Collaborative networking

August 27, 2015

The future of social networking is less talk, more action

We have great platforms for sharing with friends and family, following people we find interesting and getting work stuff done. But where do we go to get stuff done with others who care about the things we do? We may not be friends or family, and we may not share a day job, but we share an interest in doing something, however big, about some problem in the world. I think it should be easy for us to go from caring together to acting together but it is often too difficult.

This is especially true when we are not local but distributed, not few but many, and not the same but diverse. We may live in different places, there may be many of us, and we are varied in thought, culture, language and more — but we share a concern. It may not be possible to get us all in the same room, and it is difficult to coordinate as a potentially very large group.

To be sure, our digital tools mean we are more empowered than ever to connect and act, whether in our cities or across the world. Among the most interesting use cases are movements like the Arab Spring, Occupy Wall Street, Obama’s election, #Kony2012, #SOSVenezuela, #BringBackOurGirls and #BlackLivesMatter. Each leveraged a new reality in which we are collectively more aware, connected and empowered than ever before. Awareness spreads rapidly as we each share with our networks. Hashtags help us loosely coordinate. An assortment of tools help us do things like raise money or sign a petition.

And yet, movements seem to come and go. A recent example is the #IceBucketChallenge, wherein a lot of people dumped cold water on their heads and contributed to the ALS Association. I saw that as a good thing overall, in that it spread awareness, resulted in an influx of resources for the organization, and was a small but important reminder of the potential in our worldwide togetherness. But after initially connecting with each other around the cause, we then formed a relationship with a single organization that was left to figure out what to do with all of us besides spend the money. We moved on down our newsfeeds and the potential in our shared caring was soon lost.

#BringBackOurGirls activated many, then seemed to fade away, with the Nigerian girls still missing and hundreds more kidnapped since. Occupy Wall Street galvanized people the world over, but soon became a case study in the difficulties of manifesting meaningful change. There are many widely recognized examples, and then there are the countless stories specific to our neighborhoods and our communities. Over and over, we coalesce around a cause, soon to be reminded that it is much easier to talk and to share than to actually get important stuff done.
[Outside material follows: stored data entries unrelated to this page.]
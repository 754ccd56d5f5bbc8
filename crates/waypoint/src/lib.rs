//! waypoint: the public façade (component I, spec §4.I) combining a
//! [`waypoint_core::Grammar`] artifact with [`waypoint_runtime`]'s
//! tokenizer and parser runtime behind a single `Parser<T, R, V>` type.
//!
//! Grounded on the teacher's top-level crate (`hctk`/`radlr`'s own public
//! `Parser` wrapper over its DB + bytecode VM), generalized here over the
//! character-unit type `T` and reader type `R` instead of the teacher's
//! fixed byte-oriented runtime.

pub mod hot_reload;
pub mod precompiled;

use std::marker::PhantomData;
use std::sync::Arc;

use waypoint_core::Grammar;
use waypoint_runtime::{
  CancellationToken, ChainedTokenizer, ParseOutcome, ParserState, RuntimeError, SemanticProvider, Tokenizer, TokenizerComponent,
};

pub use waypoint_core as core;
pub use waypoint_runtime as runtime;

/// Type-parameterized parser object combining a shared grammar artifact, a
/// semantic provider, and an optional tokenizer customization (spec §4.I).
/// `T` is the reader's character-unit type, `R` its concrete reader type,
/// `V` the semantic value type produced by `P`.
///
/// The grammar is reference-counted rather than borrowed so a `Parser` can
/// be constructed once and cloned/shared freely (spec §3 "Grammar
/// artifacts are built once and shared by value reference, many readers,
/// no writer").
pub struct Parser<T, R, V, P> {
  grammar: Arc<Grammar>,
  provider: P,
  components: Vec<Box<dyn TokenizerComponent<T, R>>>,
  _marker: PhantomData<fn() -> V>,
}

impl<T, R, V, P> Parser<T, R, V, P>
where
  T: Copy,
  R: waypoint_runtime::CharacterReader<T>,
  P: SemanticProvider<V>,
{
  pub fn new(grammar: Arc<Grammar>, provider: P) -> Self {
    Self { grammar, provider, components: Vec::new(), _marker: PhantomData }
  }

  pub fn grammar(&self) -> &Grammar {
    &self.grammar
  }

  /// Replaces the tokenizer chain with a single custom component (spec
  /// §4.I `with_tokenizer`). Produces a new `Parser` rather than mutating
  /// this one — `self` is consumed and a fresh value returned, matching
  /// every other `with_*` method here.
  pub fn with_tokenizer(mut self, component: Box<dyn TokenizerComponent<T, R>>) -> Self {
    self.components = vec![component];
    self
  }

  /// Installs an ordered chain of tokenizer components (spec §4.I
  /// `with_tokenizer_chain`); each is tried in order on every token
  /// boundary before falling back to the default DFA tokenizer.
  pub fn with_tokenizer_chain(mut self, components: Vec<Box<dyn TokenizerComponent<T, R>>>) -> Self {
    self.components = components;
    self
  }

  /// Swaps the semantic provider, and with it the semantic value type
  /// (spec §4.I `with_semantic_provider`).
  pub fn with_semantic_provider<V2, P2>(self, provider: P2) -> Parser<T, R, V2, P2>
  where
    P2: SemanticProvider<V2>,
  {
    Parser { grammar: self.grammar, provider, components: self.components, _marker: PhantomData }
  }

  /// Runs one parse of `reader` to completion (spec §4.G): a fresh
  /// tokenizer and LALR state are created for every call, so a `Parser`
  /// may run unrelated parses back to back, or be shared (`Arc`-cloned
  /// grammar, `Send + Sync` provider) across threads each driving its own
  /// call (spec §5 "a grammar artifact is immutable and freely
  /// shareable").
  pub fn parse<C: CancellationToken>(&mut self, reader: &mut R, cancel: &C) -> ParseOutcome<V> {
    if self.components.is_empty() {
      let mut state = ParserState::new(&self.grammar);
      waypoint_runtime::parser::parse(&mut state, reader, &mut self.provider, cancel)
    } else {
      let chain = ChainedTokenizer::new(Tokenizer::new(&self.grammar), &mut self.components);
      let mut state = ParserState::with_token_source(&self.grammar, chain);
      waypoint_runtime::parser::parse(&mut state, reader, &mut self.provider, cancel)
    }
  }

  /// Runs one parse with no cancellation signal, for the common case
  /// (spec §4.G: cancellation is "otherwise deterministic", i.e. opt-in).
  pub fn parse_to_completion(&mut self, reader: &mut R) -> Result<V, RuntimeError> {
    match self.parse(reader, &()) {
      ParseOutcome::Accepted(value) => Ok(value),
      ParseOutcome::Error(err) => Err(err),
      ParseOutcome::NeedMoreInput => Err(RuntimeError::new(
        waypoint_core::RuntimeCode::Cancelled,
        waypoint_core::types::SourceSpan::empty(),
        "reader reported a complete input but the tokenizer still requested more (embedder bug: call parse() directly to handle suspension)",
      )),
      ParseOutcome::Cancelled => Err(RuntimeError::new(
        waypoint_core::RuntimeCode::Cancelled,
        waypoint_core::types::SourceSpan::empty(),
        "parse cancelled",
      )),
    }
  }
}

impl<T, R, V, P: Clone> Clone for Parser<T, R, V, P>
where
  P: SemanticProvider<V>,
{
  /// Clones the provider and `Arc`-shares the grammar; the tokenizer
  /// chain is intentionally dropped since `TokenizerComponent` trait
  /// objects aren't `Clone` — reinstall it with `with_tokenizer_chain` if
  /// needed on the clone.
  fn clone(&self) -> Self {
    Self { grammar: Arc::clone(&self.grammar), provider: self.provider.clone(), components: Vec::new(), _marker: PhantomData }
  }
}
I think part of the problem is a fundamental deficit in our tools. Hashtags and link aggregators can help us quickly tap into a stream of activity, but these streams are one-dimensional by themselves. You can join the conversation and reshare things, but the real action is behind those links, often to narrow services or siloed online communities with poor user experiences. As a result, we can quickly go from surges of concern to low engagement. The big platforms of today are great for sharing, not for coordinating our efforts and getting things done. It is easy to express that we care, but often hard to do much about it.
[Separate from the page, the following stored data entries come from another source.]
//! Serializes a built grammar into the packed binary layout (spec §4.E).
//!
//! Every table is built independently as raw bytes first; once every
//! table's length is known, offsets are assigned left-to-right and the
//! string heap's span table is patched with the string blob's final
//! absolute offset. This two-pass approach is what lets the string heap
//! spans be plain 32-bit absolute offsets rather than needing a pointer
//! fixup format.

use crate::format::codec::{encode_symbol, push_u16, push_u32, push_u8, NONE_U32};
use crate::format::header::{self, DirectoryRow, SourceTag, TableKind};
use crate::grammar::group::{Group, GroupAdvanceMode, GroupEndMode};
use crate::grammar::operator::{Associativity, OperatorScope};
use crate::grammar::production::Production;
use crate::grammar::symbol::{NonTerminal, TerminalInfo};
use crate::lalr::table::{Action, LrTable};
use crate::regex::dfa::Dfa;
use crate::types::{OrderedMap, StringHeap};

pub struct GrammarParts<'a> {
  pub terminals: &'a [TerminalInfo],
  pub nonterminals: &'a [NonTerminal],
  pub productions: &'a [Production],
  pub dfa: &'a Dfa,
  pub lr_table: &'a LrTable,
  pub groups: &'a [Group],
  pub operator_scope: &'a OperatorScope,
  pub strings: &'a StringHeap,
  pub properties: &'a OrderedMap<String, String>,
  pub special_names: &'a OrderedMap<u32, crate::types::IString>,
  pub special_names_enabled: bool,
  pub start: crate::types::NonTerminalId,
}

struct Table {
  kind: TableKind,
  bytes: Vec<u8>,
  row_count: u32,
  row_stride: u16,
}

fn table(kind: TableKind, bytes: Vec<u8>, row_count: u32, row_stride: u16) -> Table {
  Table { kind, bytes, row_count, row_stride }
}

pub fn serialize(parts: &GrammarParts, source_tag: SourceTag) -> Vec<u8> {
  let mut tables = Vec::new();

  // Terminals
  let mut terminals_bytes = Vec::new();
  for t in parts.terminals {
    push_u32(&mut terminals_bytes, t.name.0);
    push_u8(&mut terminals_bytes, t.is_noise as u8);
    terminals_bytes.extend_from_slice(&[0, 0, 0]);
    push_u32(&mut terminals_bytes, t.special_name.map(|s| s.0).unwrap_or(NONE_U32));
  }
  tables.push(table(TableKind::Terminals, terminals_bytes, parts.terminals.len() as u32, 12));

  // NonTerminalProductions blob + NonTerminals
  let mut nt_productions_blob = Vec::new();
  let mut nonterminals_bytes = Vec::new();
  for nt in parts.nonterminals {
    let start = (nt_productions_blob.len() / 4) as u32;
    for production_id in &nt.productions {
      push_u32(&mut nt_productions_blob, production_id.0);
    }
    push_u32(&mut nonterminals_bytes, nt.name.0);
    push_u32(&mut nonterminals_bytes, start);
    push_u32(&mut nonterminals_bytes, nt.productions.len() as u32);
  }
  tables.push(table(TableKind::NonTerminals, nonterminals_bytes, parts.nonterminals.len() as u32, 12));
  let nt_production_count = (nt_productions_blob.len() / 4) as u32;
  tables.push(table(TableKind::NonTerminalProductions, nt_productions_blob, nt_production_count, 4));

  // ProductionSymbols blob + Productions
  let mut symbols_blob = Vec::new();
  let mut productions_bytes = Vec::new();
  for p in parts.productions {
    let start = (symbols_blob.len() / 4) as u32;
    for &symbol in &p.symbols {
      push_u32(&mut symbols_blob, encode_symbol(symbol));
    }
    push_u32(&mut productions_bytes, p.head.0);
    push_u32(&mut productions_bytes, start);
    push_u32(&mut productions_bytes, p.symbols.len() as u32);
    push_u32(&mut productions_bytes, p.precedence.unwrap_or(NONE_U32));
  }
  tables.push(table(TableKind::Productions, productions_bytes, parts.productions.len() as u32, 16));
  let symbol_count = (symbols_blob.len() / 4) as u32;
  tables.push(table(TableKind::ProductionSymbols, symbols_blob, symbol_count, 4));

  // DfaEdges + DfaStates
  let mut dfa_edges_bytes = Vec::new();
  let mut dfa_states_bytes = Vec::new();
  for state in &parts.dfa.states {
    let start = (dfa_edges_bytes.len() / 12) as u32;
    for (range, target) in &state.edges {
      push_u32(&mut dfa_edges_bytes, range.lo);
      push_u32(&mut dfa_edges_bytes, range.hi);
      push_u32(&mut dfa_edges_bytes, *target as u32);
    }
    push_u32(&mut dfa_states_bytes, start);
    push_u32(&mut dfa_states_bytes, state.edges.len() as u32);
    push_u32(&mut dfa_states_bytes, state.accept.unwrap_or(NONE_U32));
  }
  tables.push(table(TableKind::DfaStates, dfa_states_bytes, parts.dfa.states.len() as u32, 12));
  let dfa_edge_count = (dfa_edges_bytes.len() / 12) as u32;
  tables.push(table(TableKind::DfaEdges, dfa_edges_bytes, dfa_edge_count, 12));

  // LrActions + LrGoto + LrStates
  let mut lr_actions_bytes = Vec::new();
  let mut lr_goto_bytes = Vec::new();
  let mut lr_states_bytes = Vec::new();
  for state in &parts.lr_table.states {
    let actions_start = (lr_actions_bytes.len() / 12) as u32;
    for (&symbol, &action) in &state.actions {
      push_u32(&mut lr_actions_bytes, encode_symbol(symbol));
      match action {
        Action::Shift(s) => {
          push_u8(&mut lr_actions_bytes, 0);
          lr_actions_bytes.extend_from_slice(&[0, 0, 0]);
          push_u32(&mut lr_actions_bytes, s.0);
        }
        Action::Reduce(p) => {
          push_u8(&mut lr_actions_bytes, 1);
          lr_actions_bytes.extend_from_slice(&[0, 0, 0]);
          push_u32(&mut lr_actions_bytes, p.0);
        }
        Action::Accept => {
          push_u8(&mut lr_actions_bytes, 2);
          lr_actions_bytes.extend_from_slice(&[0, 0, 0]);
          push_u32(&mut lr_actions_bytes, 0);
        }
      }
    }
    let goto_start = (lr_goto_bytes.len() / 8) as u32;
    for (&nt, &target) in &state.goto {
      push_u32(&mut lr_goto_bytes, nt.0);
      push_u32(&mut lr_goto_bytes, target.0);
    }
    push_u32(&mut lr_states_bytes, actions_start);
    push_u32(&mut lr_states_bytes, state.actions.len() as u32);
    push_u32(&mut lr_states_bytes, goto_start);
    push_u32(&mut lr_states_bytes, state.goto.len() as u32);
  }
  tables.push(table(TableKind::LrStates, lr_states_bytes, parts.lr_table.states.len() as u32, 16));
  let lr_action_count = (lr_actions_bytes.len() / 12) as u32;
  tables.push(table(TableKind::LrActions, lr_actions_bytes, lr_action_count, 12));
  let lr_goto_count = (lr_goto_bytes.len() / 8) as u32;
  tables.push(table(TableKind::LrGoto, lr_goto_bytes, lr_goto_count, 8));

  // GroupNestable + Groups
  let mut group_nestable_bytes = Vec::new();
  let mut groups_bytes = Vec::new();
  for g in parts.groups {
    let start = (group_nestable_bytes.len() / 4) as u32;
    for nested in &g.nestable {
      push_u32(&mut group_nestable_bytes, nested.0);
    }
    push_u32(&mut groups_bytes, g.start.0);
    push_u32(&mut groups_bytes, g.end.0);
    push_u8(&mut groups_bytes, advance_mode_byte(g.advance_mode));
    push_u8(&mut groups_bytes, end_mode_byte(g.end_mode));
    groups_bytes.extend_from_slice(&[0, 0]);
    push_u32(&mut groups_bytes, start);
    push_u32(&mut groups_bytes, g.nestable.len() as u32);
  }
  tables.push(table(TableKind::Groups, groups_bytes, parts.groups.len() as u32, 20));
  let nestable_count = (group_nestable_bytes.len() / 4) as u32;
  tables.push(table(TableKind::GroupNestable, group_nestable_bytes, nestable_count, 4));

  // SpecialNames
  let mut special_names_bytes = Vec::new();
  let mut special_names_rows = 0u32;
  if parts.special_names_enabled {
    for (&terminal, &name) in parts.special_names {
      push_u32(&mut special_names_bytes, terminal);
      push_u32(&mut special_names_bytes, name.0);
      special_names_rows += 1;
    }
  }
  tables.push(table(TableKind::SpecialNames, special_names_bytes, special_names_rows, 8));

  // Properties (raw JSON bytes; not on the hot load-by-mapping path)
  let properties_bytes = serde_json::to_vec(parts.properties).unwrap_or_default();
  let properties_len = properties_bytes.len() as u32;
  tables.push(table(TableKind::Properties, properties_bytes, properties_len, 1));

  // OperatorGroupMembers + OperatorGroups
  let mut operator_members_bytes = Vec::new();
  let mut operator_groups_bytes = Vec::new();
  for group in &parts.operator_scope.groups {
    let start = (operator_members_bytes.len() / 4) as u32;
    for &member in &group.members {
      push_u32(&mut operator_members_bytes, encode_symbol(member));
    }
    push_u8(&mut operator_groups_bytes, associativity_byte(group.associativity));
    operator_groups_bytes.extend_from_slice(&[0, 0, 0]);
    push_u32(&mut operator_groups_bytes, start);
    push_u32(&mut operator_groups_bytes, group.members.len() as u32);
  }
  tables.push(table(TableKind::OperatorGroups, operator_groups_bytes, parts.operator_scope.groups.len() as u32, 12));
  let operator_member_count = (operator_members_bytes.len() / 4) as u32;
  tables.push(table(TableKind::OperatorGroupMembers, operator_members_bytes, operator_member_count, 4));

  // StringHeap spans (local offsets into the blob for now) + blob
  let mut string_spans_bytes = Vec::new();
  let mut string_blob_bytes = Vec::new();
  for local_offset in 0..parts.strings.len() {
    let text = parts.strings.resolve(crate::types::IString(local_offset as u32));
    push_u32(&mut string_spans_bytes, string_blob_bytes.len() as u32);
    push_u32(&mut string_spans_bytes, text.len() as u32);
    string_blob_bytes.extend_from_slice(text.as_bytes());
  }
  tables.push(table(TableKind::StringHeap, string_spans_bytes, parts.strings.len() as u32, 8));
  let string_blob_len = string_blob_bytes.len() as u32;
  tables.push(table(TableKind::StringHeapBlob, string_blob_bytes, string_blob_len, 1));

  // Flags: `special_names_enabled` (the SpecialNames table's row count
  // alone can't distinguish "enabled but empty" from "disabled") plus the
  // start nonterminal, which the production graph alone can't recover
  // once a start nonterminal's own productions reference it recursively,
  // plus the DFA's own start state: `minimize()` remaps it to whatever
  // partition class the initial state lands in, which is not guaranteed
  // to be 0.
  let mut flags_bytes = Vec::with_capacity(9);
  push_u8(&mut flags_bytes, parts.special_names_enabled as u8);
  push_u32(&mut flags_bytes, parts.start.0);
  push_u32(&mut flags_bytes, parts.dfa.start as u32);
  tables.push(table(TableKind::Flags, flags_bytes, 1, 9));

  assemble(tables, source_tag)
}

fn advance_mode_byte(mode: GroupAdvanceMode) -> u8 {
  match mode {
    GroupAdvanceMode::Character => 0,
    GroupAdvanceMode::Token => 1,
  }
}

fn end_mode_byte(mode: GroupEndMode) -> u8 {
  match mode {
    GroupEndMode::Open => 0,
    GroupEndMode::Closed => 1,
    GroupEndMode::KeepEnd => 2,
  }
}

fn associativity_byte(assoc: Option<Associativity>) -> u8 {
  match assoc {
    Some(Associativity::Left) => 0,
    Some(Associativity::Right) => 1,
    Some(Associativity::NonAssoc) => 2,
    Some(Associativity::PrecedenceOnly) | None => 3,
  }
}

fn assemble(tables: Vec<Table>, source_tag: SourceTag) -> Vec<u8> {
  let directory_offset = header::HEADER_LEN as u32;
  let directory_len = tables.len() as u32 * header::DIRECTORY_ROW_LEN as u32;
  let mut payload_offset = directory_offset + directory_len;

  let mut rows = Vec::with_capacity(tables.len());
  let mut string_heap_row_index = None;
  let mut string_heap_blob_offset = 0u32;

  for (index, t) in tables.iter().enumerate() {
    rows.push(DirectoryRow { kind: t.kind, offset: payload_offset, row_count: t.row_count, row_stride: t.row_stride });
    if t.kind == TableKind::StringHeap {
      string_heap_row_index = Some(index);
    }
    if t.kind == TableKind::StringHeapBlob {
      string_heap_blob_offset = payload_offset;
    }
    payload_offset += t.bytes.len() as u32;
  }

  let mut buf = Vec::with_capacity(payload_offset as usize);
  header::write_header_placeholder(&mut buf);
  header::patch_source_tag(&mut buf, source_tag);
  header::patch_directory_location(&mut buf, directory_offset, tables.len() as u32);

  for row in &rows {
    push_u16(&mut buf, row.kind as u16);
    push_u32(&mut buf, row.offset);
    push_u32(&mut buf, row.row_count);
    push_u16(&mut buf, row.row_stride);
  }

  for (index, t) in tables.into_iter().enumerate() {
    if Some(index) == string_heap_row_index {
      // Patch span starts from blob-relative to absolute-in-buffer now
      // that the blob's final offset is known.
      let mut patched = t.bytes;
      let mut cursor = 0;
      while cursor + 8 <= patched.len() {
        let local_start = u32::from_le_bytes(patched[cursor..cursor + 4].try_into().unwrap());
        let absolute = local_start + string_heap_blob_offset;
        patched[cursor..cursor + 4].copy_from_slice(&absolute.to_le_bytes());
        cursor += 8;
      }
      buf.extend_from_slice(&patched);
    } else {
      buf.extend_from_slice(&t.bytes);
    }
  }

  buf
}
What we need is a clear place to go — to connect with each other; to inform and educate each other; to learn about what things, big or small, we can do; and ultimately to do them. We should not have to start as friends or struggle to figure out who to follow. If we can express what it is that we care about, we should be able to jump into a place where others who also care are communicating and coordinating and acting.

Contributing money. Signing a petition. Helping make a decision. Technology enables us to do these kinds of things en masse, and they should be as easy as a Like. Of course, more is required of us, and our tools should support more substantive action, but if doing something even somewhat meaningful were as easy and rewarding as interacting with our newsfeeds, we would do it more frequently, and that is a good thing. Our tools should also help drive offline action. Much like people were compelled to head to their yards with buckets of ice or head to the streets in support of black lives, our tools can amplify real world actions to encourage more actions. People enjoy doing things together, even when it is not possible to meet up in person — we just have to make taking individual actions a better shared experience.

Although it may seem ancient given the pace of things, the internet is still in its nascent stages, let alone the tools and services that sit atop it. Once upon a time people connected via terminals, BBS, newsgroups and IRC, fascinated by a new reality in which anyone could interact with anyone else. Then came email for everyone, instant messaging, social networking and a deluge of apps, plus a computer in everyone’s pocket so we could connect with it all.

It is easy to forget how transformational this relatively new ability to interact in a distributed, large-scale, asynchronous way is, and it is easy to take it for granted. Like never before in the history of humankind, we have a way to connect and coordinate en masse.

If we are intentional, we will create new models of participation, resulting in efforts that are more global, can involve more people and are ultimately far more capable of solving the world’s big problems.